La FDA a approuvé une association de deux médicaments — le belzutifan et le pembrolizumab — en tant que traitement post-chirurgical pour les adultes atteints d'un carcinome à cellules rénales claires à haut risque (cancer du rein). Cette approbation repose sur l'essai de phase III LITESPARK-022, qui a démontré que cette association réduisait le risque de récidive ou de décès de 28 % par rapport au pembrolizumab seul. À deux ans, 80,7 % des patients traités par l'association demeuraient sans maladie, contre 73,7 % sous monothérapie. Il s'agit du premier essai adjuvant en oncologie rénale à démontrer un bénéfice significatif d'une thérapie combinée par rapport à une immunothérapie active en monothérapie, marquant une évolution importante dans la prise en charge post-chirurgicale standard des patients présentant un risque élevé de récidive.

Résumé détaillé

La FDA a accordé son approbation à l'association de belzutifan (Welireg) et de pembrolizumab (Keytruda) en tant que thérapie adjuvante — c'est-à-dire post-chirurgicale — pour les adultes atteints d'un carcinome à cellules rénales à cellules claires présentant un risque intermédiaire-élevé ou élevé de récidive cancéreuse après ablation du rein.

Cette approbation repose sur l'essai de phase III randomisé LITESPARK-022, qui a recruté des patients après une néphrectomie ou une néphrectomie associée à l'ablation de lésions métastatiques.
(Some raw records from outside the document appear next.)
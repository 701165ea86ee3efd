use clap::{CommandFactory, Parser, Subcommand};
use tracing_subscriber::EnvFilter;

mod commands;

#[derive(Parser)]
#[command(name = "focusbell", version, about = "Focusbell focus timer")]
struct Cli {
    #[command(subcommand)]
    command: Commands,
}

#[derive(Subcommand)]
enum Commands {
    /// Run and inspect focus sessions
    Timer {
        #[command(subcommand)]
        action: commands::timer::TimerAction,
    },
    /// Custom mode management
    Mode {
        #[command(subcommand)]
        action: commands::mode::ModeAction,
    },
    /// Work statistics
    Stats {
        #[command(subcommand)]
        action: commands::stats::StatsAction,
    },
    /// Configuration management
    Config {
        #[command(subcommand)]
        action: commands::config::ConfigAction,
    },
    /// Print a shell completion script
    Completions {
        shell: clap_complete::Shell,
    },
}

fn init_tracing() {
    let filter = EnvFilter::try_from_default_env().unwrap_or_else(|_| EnvFilter::new("warn"));
    tracing_subscriber::fmt()
        .with_env_filter(filter)
        .with_writer(std::io::stderr)
        .init();
}

fn main() {
    init_tracing();
    let cli = Cli::parse();
    let result = match cli.command {
        Commands::Timer { action } => commands::timer::run(action),
        Commands::Mode { action } => commands::mode::run(action),
        Commands::Stats { action } => commands::stats::run(action),
        Commands::Config { action } => commands::config::run(action),
        Commands::Completions { shell } => {
            clap_complete::generate(shell, &mut Cli::command(), "focusbell", &mut std::io::stdout());
            Ok(())
        }
    };

    if let Err(e) = result {
        match e.downcast_ref::<focusbell_core::CoreError>() {
            Some(core) => eprintln!("error: {}", core.user_message()),
            None => eprintln!("error: {e}"),
        }
        std::process::exit(1);
    }
}
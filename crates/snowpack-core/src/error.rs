use thiserror::Error;

use crate::types::ActorId;

/// Errors that can occur while building or driving a snow simulation.
#[derive(Debug, Error, PartialEq)]
pub enum SnowpackError {
    #[error("Invalid configuration: {0}")]
    InvalidConfig(String),

    #[error("Unknown actor {0}: update called before register_actor or after unregister_actor")]
    UnknownActor(ActorId),
}
pub mod loader;
pub mod presets;
pub mod validator;

pub use loader::{config_to_string, load_config_from_str, load_validated, ConfigError, LoadError};
pub use presets::{load_preset, PRESET_NAMES};
pub use validator::{validate_config, ValidationError};
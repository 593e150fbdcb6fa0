use glam::{Affine3A, Quat, Vec3};
use snowpack_core::types::PaintMode;

/// Configuration for a single benchmark scene.
pub struct SceneConfig {
    pub name: &'static str,
    pub resolution: u32,
    pub actor_count: u32,
    pub paint_mode: PaintMode,
}

/// Return the standard suite of benchmark scenes (256^2 to 2048^2 cells,
/// 4 to 64 four-wheeled actors).
pub fn standard_scenes() -> Vec<SceneConfig> {
    vec![
        SceneConfig {
            name: "256-4",
            resolution: 256,
            actor_count: 4,
            paint_mode: PaintMode::Direct,
        },
        SceneConfig {
            name: "512-16",
            resolution: 512,
            actor_count: 16,
            paint_mode: PaintMode::Direct,
        },
        SceneConfig {
            name: "1024-32",
            resolution: 1024,
            actor_count: 32,
            paint_mode: PaintMode::Direct,
        },
        SceneConfig {
            name: "1024-32-deferred",
            resolution: 1024,
            actor_count: 32,
            paint_mode: PaintMode::Deferred,
        },
        SceneConfig {
            name: "2048-64",
            resolution: 2048,
            actor_count: 64,
            paint_mode: PaintMode::Direct,
        },
    ]
}

/// Wheel offsets for a car-sized actor, in its local frame.
pub fn wheel_offsets() -> [Vec3; 4] {
    [
        Vec3::new(-0.8, 1.3, 0.0),
        Vec3::new(0.8, 1.3, 0.0),
        Vec3::new(-0.8, -1.3, 0.0),
        Vec3::new(0.8, -1.3, 0.0),
    ]
}

/// Deterministic pose for an actor driving circles around the arena.
/// Each actor gets its own ring radius and phase so tracks cross.
pub fn actor_pose(actor_index: u32, tick: u32, world_extent: f32, dt: f32) -> (Affine3A, Vec3) {
    const SPEED: f32 = 15.0;
    let ring = world_extent * (0.1 + 0.35 * ((actor_index * 7919) % 97) as f32 / 97.0);
    let phase = actor_index as f32 * 0.618 * std::f32::consts::TAU;
    let angle = phase + SPEED * dt * tick as f32 / ring;
    let position = Vec3::new(ring * angle.cos(), ring * angle.sin(), 0.0);
    let heading = angle + std::f32::consts::FRAC_PI_2;
    let velocity = Vec3::new(heading.cos(), heading.sin(), 0.0) * SPEED;
    // Wheel offsets point along local +Y; rotate so +Y follows the heading
    let rotation = Quat::from_rotation_z(heading - std::f32::consts::FRAC_PI_2);
    (Affine3A::from_rotation_translation(rotation, position), velocity)
}
use std::time::Instant;

use snowpack_core::config::{ActorProfile, SnowpackConfig};
use snowpack_core::error::SnowpackError;
use snowpack_core::types::ActorId;
use snowpack_sim::{ActorUpdate, SnowSimulation};

use crate::scenes::{actor_pose, wheel_offsets, SceneConfig};

/// Timing data for a single benchmark run.
#[derive(Debug, Clone, serde::Serialize, serde::Deserialize)]
pub struct TimingSeries {
    pub mean_ms: f64,
    pub median_ms: f64,
    pub p95_ms: f64,
    pub p99_ms: f64,
    pub min_ms: f64,
    pub max_ms: f64,
}

/// Result of a single scene benchmark.
#[derive(Debug, Clone, serde::Serialize, serde::Deserialize)]
pub struct BenchmarkResult {
    pub scene_name: String,
    pub resolution: u32,
    pub actor_count: u32,
    pub tick_count: u32,
    /// Mean field height after the run, as a sanity check on the workload.
    pub final_mean_height: f32,
    pub timings: TimingSeries,
}

/// Runs full simulation ticks on the CPU.
pub struct BenchmarkRunner {
    base: SnowpackConfig,
    tick_count: u32,
    dt: f32,
}

impl BenchmarkRunner {
    /// `base` supplies weather and tuning; each scene overrides resolution
    /// and paint mode.
    pub fn new(base: SnowpackConfig, tick_count: u32) -> Self {
        Self {
            base,
            tick_count,
            dt: 1.0 / 60.0,
        }
    }

    /// Run a single benchmark scene and return timing results.
    pub fn run_scene(&self, scene: &SceneConfig) -> Result<BenchmarkResult, SnowpackError> {
        log::info!(
            "Running scene '{}' ({}x{} cells, {} actors)...",
            scene.name,
            scene.resolution,
            scene.resolution,
            scene.actor_count
        );

        let mut config = self.base.clone();
        config.field.resolution = scene.resolution;
        config.paint_mode = scene.paint_mode;
        let extent = config.field.world_size[0].min(config.field.world_size[1]);
        let mut sim = SnowSimulation::new(config)?;

        let offsets = wheel_offsets();
        for actor in 0..scene.actor_count {
            sim.register_actor(ActorId(actor as u64), &offsets, ActorProfile::default());
        }

        let mut frame_times = Vec::with_capacity(self.tick_count as usize);
        let mut updates = Vec::with_capacity(scene.actor_count as usize);

        for tick in 0..self.tick_count {
            updates.clear();
            updates.extend((0..scene.actor_count).map(|actor| {
                let (transform, velocity) = actor_pose(actor, tick, extent, self.dt);
                ActorUpdate {
                    actor: ActorId(actor as u64),
                    transform,
                    velocity,
                }
            }));

            let frame_start = Instant::now();
            sim.tick(self.dt, &updates)?;
            // Hosts drain the dirty region every frame for texture uploads
            let _ = sim.take_dirty_region();
            let elapsed = frame_start.elapsed().as_secs_f64() * 1000.0;
            frame_times.push(elapsed);
        }

        let timings = compute_timings(&frame_times);
        let final_mean_height = sim.stats().mean_height;
        log::info!(
            "  Done: mean={:.2}ms, p95={:.2}ms, p99={:.2}ms, mean height {:.3}",
            timings.mean_ms,
            timings.p95_ms,
            timings.p99_ms,
            final_mean_height
        );

        Ok(BenchmarkResult {
            scene_name: scene.name.to_string(),
            resolution: scene.resolution,
            actor_count: scene.actor_count,
            tick_count: self.tick_count,
            final_mean_height,
            timings,
        })
    }
}

/// Compute timing statistics from a list of frame times in milliseconds.
fn compute_timings(times: &[f64]) -> TimingSeries {
    if times.is_empty() {
        return TimingSeries {
            mean_ms: 0.0,
            median_ms: 0.0,
            p95_ms: 0.0,
            p99_ms: 0.0,
            min_ms: 0.0,
            max_ms: 0.0,
        };
    }

    let mut sorted = times.to_vec();
    sorted.sort_by(|a, b| a.total_cmp(b));

    let n = sorted.len();
    let mean = sorted.iter().sum::<f64>() / n as f64;
    let median = if n % 2 == 0 {
        (sorted[n / 2 - 1] + sorted[n / 2]) / 2.0
    } else {
        sorted[n / 2]
    };
    let p95_idx = ((n as f64) * 0.95).ceil() as usize;
    let p99_idx = ((n as f64) * 0.99).ceil() as usize;

    TimingSeries {
        mean_ms: mean,
        median_ms: median,
        p95_ms: sorted[p95_idx.min(n - 1)],
        p99_ms: sorted[p99_idx.min(n - 1)],
        min_ms: sorted[0],
        max_ms: sorted[n - 1],
    }
}
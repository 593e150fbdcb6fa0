use snowpack_field::DeformationField;

use crate::thermal::ThermalModel;

/// Per-frame surface parameters for a renderer's displacement and material
/// shaders. Heights and wetness themselves are uploaded as textures.
#[repr(C)]
#[derive(Debug, Clone, Copy, PartialEq, bytemuck::Pod, bytemuck::Zeroable)]
pub struct SurfaceUniforms {
    /// World extent of the field (X, Y).
    pub world_size: [f32; 2],
    /// Cells per side.
    pub resolution: u32,
    /// Vertical offset at height 0.0; height 1.0 displaces nothing.
    pub max_displacement: f32,
    pub solar_intensity: f32,
    pub effective_temperature: f32,
    /// 1 while raining, 0 otherwise.
    pub raining: u32,
    pub ice_wetness_threshold: f32,
}

impl SurfaceUniforms {
    pub fn capture(field: &DeformationField, thermal: &ThermalModel, max_displacement: f32) -> Self {
        let state = thermal.state();
        Self {
            world_size: field.world_size().to_array(),
            resolution: field.resolution(),
            max_displacement,
            solar_intensity: state.solar_intensity,
            effective_temperature: thermal.effective_temperature(),
            raining: u32::from(state.raining),
            ice_wetness_threshold: thermal.config().ice_wetness_threshold,
        }
    }

    pub fn as_bytes(&self) -> &[u8] {
        bytemuck::bytes_of(self)
    }
}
L'essai a comparé l'association des deux médicaments au pembrolizumab plus placebo, constituant une comparaison d'une rigueur inhabituelle face à une immunothérapie déjà active, plutôt qu'un simple contrôle par placebo.

Le résultat phare : l'association belzutifan-pembrolizumab a réduit le risque de récidive de la maladie ou de décès de 28 % (rapport de risque 0,72, P=0,0003). La survie sans maladie à deux ans a atteint 80,7 % dans le bras combinaison contre 73,7 % dans le bras témoin — un écart cliniquement significatif pour une population exposée à un risque sérieux de récidive. Les données préliminaires sur la survie globale ont également évolué en faveur de l'association, bien que le suivi reste insuffisant pour tirer des conclusions définitives.

Le belzutifan agit en bloquant HIF-2α, une protéine qui stimule la croissance tumorale dans le carcinome à cellules rénales à cellules claires, ce qui en fait un complément mécanistique à l'inhibition des points de contrôle immunitaire assurée par le pembrolizumab. Cette approche à double voie — ciblant à la fois le mécanisme de détection de l'oxygène par la tumeur et le frein immunitaire — semble apporter un bénéfice significatif au-delà de l'immunothérapie seule.

Les effets secondaires constituent un facteur à prendre sérieusement en compte. Des événements indésirables graves sont survenus chez 30 % des patients du bras combinaison, notamment une pneumonie, une hypoxie et une insuffisance rénale aiguë. L'anémie et l'hypoxie font l'objet d'avertissements spécifiques pour le belzutifan, tandis que le pembrolizumab comporte des risques de réactions à médiation immunitaire. Les patients et les cliniciens doivent mettre en balance ces risques et le bénéfice en termes de réduction des récidives. Dans l'ensemble, cette approbation représente une avancée majeure dans la prise en charge post-chirurgicale du cancer du rein.

Principales conclusions

  • Belzutifan plus pembrolizumab reduced kidney cancer recurrence or death risk by 28% versus pembrolizumab alone post-surgery.
  • Two-year disease-free survival improved from 73.7% to 80.7% with the combination therapy in high-risk patients.
  • This is the first phase III adjuvant kidney cancer trial to beat an active immunotherapy comparator with a combination approach.
  • Early overall survival data trends favor the combination, though final data require longer follow-up.
  • Serious adverse events occurred in 30% of combination patients, including pneumonia, hypoxia, and acute kidney injury.

Méthodologie

Veuillez fournir le texte à traduire.

Limites de l'étude

Les données sur la survie globale sont immatures et ne peuvent pas encore confirmer un bénéfice de survie au-delà du retard de récidive. L'article est un bref résumé d'actualité sans données complètes d'essai ; les cliniciens devraient consulter la publication complète de LITESPARK-022 et l'étiquette de la FDA. Un suivi à long terme de la sécurité est en cours et le profil bénéfice-risque peut varier selon les patients.